*** DATA FOR ANALYSIS Section Begins ***

use std::fs;
use std::path::Path;
use std::process::{Command, Output};
use tempfile::tempdir;

fn run_tau(dir: &Path, args: &[&str]) -> Output {
    Command::new(env!("CARGO_BIN_EXE_tau"))
        .args(args)
        .current_dir(dir)
        .env("TAU_LOG", "warn")
        .env("NO_COLOR", "1")
        .output()
        .expect("run tau")
}

fn stdout(out: &Output) -> String {
    String::from_utf8_lossy(&out.stdout).to_string()
}

fn stderr(out: &Output) -> String {
    String::from_utf8_lossy(&out.stderr).to_string()
}

#[test]
fn init_creates_a_default_configuration_and_selects_it() {
    let tmp = tempdir().expect("tempdir");
    let out = run_tau(tmp.path(), &["init", "demo", "--target-name", "host"]);
    assert!(out.status.success(), "tau init failed: {}", stderr(&out));
    assert!(tmp.path().join(".tau/project.json").is_file());
    assert!(tmp.path().join(".tau/demo/demo-profile").is_dir());

    let dash = run_tau(tmp.path(), &["dashboard"]);
    assert!(dash.status.success(), "tau dashboard failed: {}", stderr(&dash));
    let text = stdout(&dash);
    assert!(text.contains("demo"));
    assert!(text.contains("host"));
    assert!(text.contains("baseline, profile"));
    assert!(text.contains("*demo-profile"));

    let again = run_tau(tmp.path(), &["init", "demo"]);
    assert!(!again.status.success());
    assert!(stderr(&again).contains("A project already exists"));
}

#[test]
fn commands_outside_a_project_fail_with_a_hint() {
    let tmp = tempdir().expect("tempdir");
    let out = run_tau(tmp.path(), &["target", "list"]);
    assert_eq!(out.status.code(), Some(1));
    assert!(!stderr(&out).is_empty());
}

#[test]
fn incompatible_edit_is_rejected_and_compatible_edit_reports_rebuild() {
    let tmp = tempdir().expect("tempdir");
    assert!(run_tau(tmp.path(), &["init", "demo"]).status.success());

    let out = run_tau(tmp.path(), &["application", "edit", "demo", "--mpi", "true"]);
    assert!(!out.status.success());
    assert!(stderr(&out).contains("invalid condition in experiment 'demo-profile'"));

    let out = run_tau(tmp.path(), &["application", "edit", "demo", "--linkage", "static"]);
    assert!(out.status.success(), "edit failed: {}", stderr(&out));
    let text = stdout(&out);
    assert!(text.contains("Application rebuild required:"));
    assert!(text.contains("linkage changed from 'dynamic' to 'static'"));

    let list = stdout(&run_tau(tmp.path(), &["application", "list"]));
    assert!(list.contains("static"));
}

#[test]
fn schema_command_prints_entity_schema() {
    let tmp = tempdir().expect("tempdir");
    let out = run_tau(tmp.path(), &["schema", "Measurement"]);
    assert!(out.status.success(), "tau schema failed: {}", stderr(&out));
    let schema: serde_json::Value = serde_json::from_slice(&out.stdout).expect("schema json");
    assert!(schema.to_string().contains("source_inst"));

    let out = run_tau(tmp.path(), &["schema", "Widget"]);
    assert!(!out.status.success());
    assert!(stderr(&out).contains("Unknown entity 'Widget'"));
}

#[cfg(unix)]
#[test]
fn trial_create_runs_the_program_and_lists_it() {
    use std::os::unix::fs::PermissionsExt;
    let tmp = tempdir().expect("tempdir");
    assert!(run_tau(tmp.path(), &["init", "demo"]).status.success());
    let program = tmp.path().join("a.out");
    fs::write(&program, "#!/bin/sh\necho x > \"$PROFILEDIR/profile.0.0.0\"\n").expect("write program");
    fs::set_permissions(&program, fs::Permissions::from_mode(0o755)).expect("chmod");

    let out = run_tau(tmp.path(), &["trial", "create", "--", "./a.out"]);
    assert!(out.status.success(), "tau trial create failed: {}", stderr(&out));
    assert!(stdout(&out).contains("completed"));
    assert!(tmp.path().join(".tau/demo/demo-profile/0/profile.0.0.0").is_file());

    let list = stdout(&run_tau(tmp.path(), &["trial", "list"]));
    assert!(list.contains("completed"));
    assert!(list.contains("./a.out"));
    let row = list.lines().last().expect("trial row");
    let digest = row.split_whitespace().nth(1).expect("digest column");
    assert_eq!(digest.len(), 12);
    assert!(digest.chars().all(|c| c.is_ascii_hexdigit()));

    let out = run_tau(tmp.path(), &["trial", "delete", "0"]);
    assert!(out.status.success(), "tau trial delete failed: {}", stderr(&out));
    assert!(!tmp.path().join(".tau/demo/demo-profile/0").exists());
}
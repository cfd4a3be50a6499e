//! Measurement: which performance data to gather and how.

use crate::core::controller::{Controller, Model};
use crate::core::error::TauError;
use crate::core::schema::{Attribute, Changes, CompatRule, EntityHooks, EntityKind, Schema, Test};
use crate::core::store::Store;
use crate::model::experiment;
use regex::Regex;
use serde_json::{Value, json};
use std::sync::LazyLock;

pub struct Measurement;

static NAME_RE: LazyLock<Regex> =
    LazyLock::new(|| Regex::new(r"^[A-Za-z0-9._-]+$").expect("static regex"));

fn off() -> Value {
    Value::Bool(false)
}

fn on() -> Value {
    Value::Bool(true)
}

fn yes() -> Test {
    Test::Equals(json!(true))
}

/// Rules shared by attributes that benefit from stack unwinding on the target.
fn wants_unwinding(attr: Attribute, when: fn() -> Test) -> Attribute {
    attr.compat(CompatRule::recommended(when(), EntityKind::Target, "binutils_source", Test::Set))
        .compat(CompatRule::recommended(when(), EntityKind::Target, "libunwind_source", Test::Set))
}

pub(crate) fn schema() -> Schema {
    Schema::new(
        EntityKind::Measurement,
        vec![
            Attribute::string("name").primary_key().describe("measurement name"),
            Attribute::collection("projects", EntityKind::Project, Some("measurements"))
                .describe("projects using this measurement"),
            Attribute::string("profile")
                .choices(&["tau", "merged", "cubex", "none"])
                .default_value(|| json!("tau"))
                .on_change(experiment::rebuild_on_change)
                .describe("profile format, or none to disable profiling"),
            Attribute::string("trace")
                .choices(&["slog2", "otf2", "none"])
                .default_value(|| json!("none"))
                .on_change(experiment::rebuild_on_change)
                .describe("trace format, or none to disable tracing"),
            Attribute::boolean("sample")
                .default_value(off)
                .on_change(experiment::rebuild_on_change)
                .describe("use event-based sampling")
                .compat(CompatRule::required(yes(), EntityKind::Target, "binutils_source", Test::Set)),
            Attribute::string("source_inst")
                .choices(&["automatic", "manual", "never"])
                .default_value(|| json!("automatic"))
                .on_change(experiment::rebuild_on_change)
                .describe("use source-level instrumentation")
                .compat(CompatRule::required(
                    Test::NotEquals(json!("never")),
                    EntityKind::Target,
                    "pdt_source",
                    Test::Set,
                )),
            wants_unwinding(
                Attribute::string("compiler_inst")
                    .choices(&["always", "fallback", "never"])
                    .default_value(|| json!("fallback"))
                    .on_change(experiment::rebuild_on_change)
                    .describe("use compiler-based instrumentation"),
                || Test::NotEquals(json!("never")),
            ),
            Attribute::boolean("mpi")
                .default_value(off)
                .on_change(experiment::rebuild_on_change)
                .describe("measure MPI calls")
                .compat(CompatRule::required(yes(), EntityKind::Application, "mpi", yes())),
            Attribute::string("openmp")
                .choices(&["ignore", "ompt", "opari"])
                .default_value(|| json!("ignore"))
                .on_change(experiment::rebuild_on_change)
                .describe("how to measure OpenMP regions")
                .compat(CompatRule::required(
                    Test::NotEquals(json!("ignore")),
                    EntityKind::Application,
                    "openmp",
                    yes(),
                )),
            Attribute::boolean("cuda")
                .default_value(off)
                .on_change(experiment::rebuild_on_change)
                .describe("measure CUDA events")
                .compat(CompatRule::required(yes(), EntityKind::Application, "cuda", yes())),
            Attribute::boolean("opencl")
                .default_value(off)
                .on_change(experiment::rebuild_on_change)
                .describe("measure OpenCL events")
                .compat(CompatRule::required(yes(), EntityKind::Application, "opencl", yes())),
            Attribute::boolean("shmem")
                .default_value(off)
                .on_change(experiment::rebuild_on_change)
                .describe("measure SHMEM calls")
                .compat(CompatRule::required(yes(), EntityKind::Application, "shmem", yes())),
            wants_unwinding(
                Attribute::integer("callpath")
                    .default_value(|| json!(100))
                    .describe("maximum callpath depth, 0 to disable"),
                || Test::NotEquals(json!(0)),
            ),
            Attribute::new("metrics", crate::core::schema::AttrType::Array)
                .default_value(|| json!(["TIME"]))
                .on_change(experiment::rebuild_on_change)
                .describe("performance metrics to gather")
                .compat(CompatRule::recommended(
                    Test::NotEquals(json!(["TIME"])),
                    EntityKind::Target,
                    "papi_source",
                    Test::Set,
                )),
            Attribute::boolean("keep_inst_files")
                .default_value(off)
                .describe("keep instrumented source files"),
            Attribute::boolean("baseline")
                .default_value(off)
                .on_change(experiment::rebuild_on_change)
                .describe("run without instrumentation to measure overhead-free time"),
            Attribute::boolean("throttle")
                .default_value(on)
                .describe("throttle lightweight, frequently called events"),
        ],
    )
    .with_hooks(&Measurement)
}

fn check_name(model: &Model) -> Result<(), TauError> {
    let name = model.name();
    if NAME_RE.is_match(&name) {
        return Ok(());
    }
    Err(TauError::ModelError(format!(
        "'{}' is not a valid measurement name. Use only letters, numbers, dot (.), dash (-), and underscore (_).",
        name
    )))
}

impl EntityHooks for Measurement {
    fn on_create(&self, _ctrl: &Controller<'_>, model: &Model) -> Result<(), TauError> {
        check_name(model)
    }

    fn on_update(&self, ctrl: &Controller<'_>, model: &Model, changes: &Changes) -> Result<(), TauError> {
        if changes.contains_key("name") {
            check_name(model)?;
        }
        experiment::verify_users(ctrl.store(), model)
    }
}

impl Measurement {
    pub fn controller(store: &Store) -> Controller<'_> {
        Controller::new(EntityKind::Measurement, store)
    }
}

*** DATA FOR ANALYSIS Section Ends ***

Reproduce each line in the listing above that mentions the string "fallback".

                    .choices(&["always", "fallback", "never"])
                    .default_value(|| json!("fallback"))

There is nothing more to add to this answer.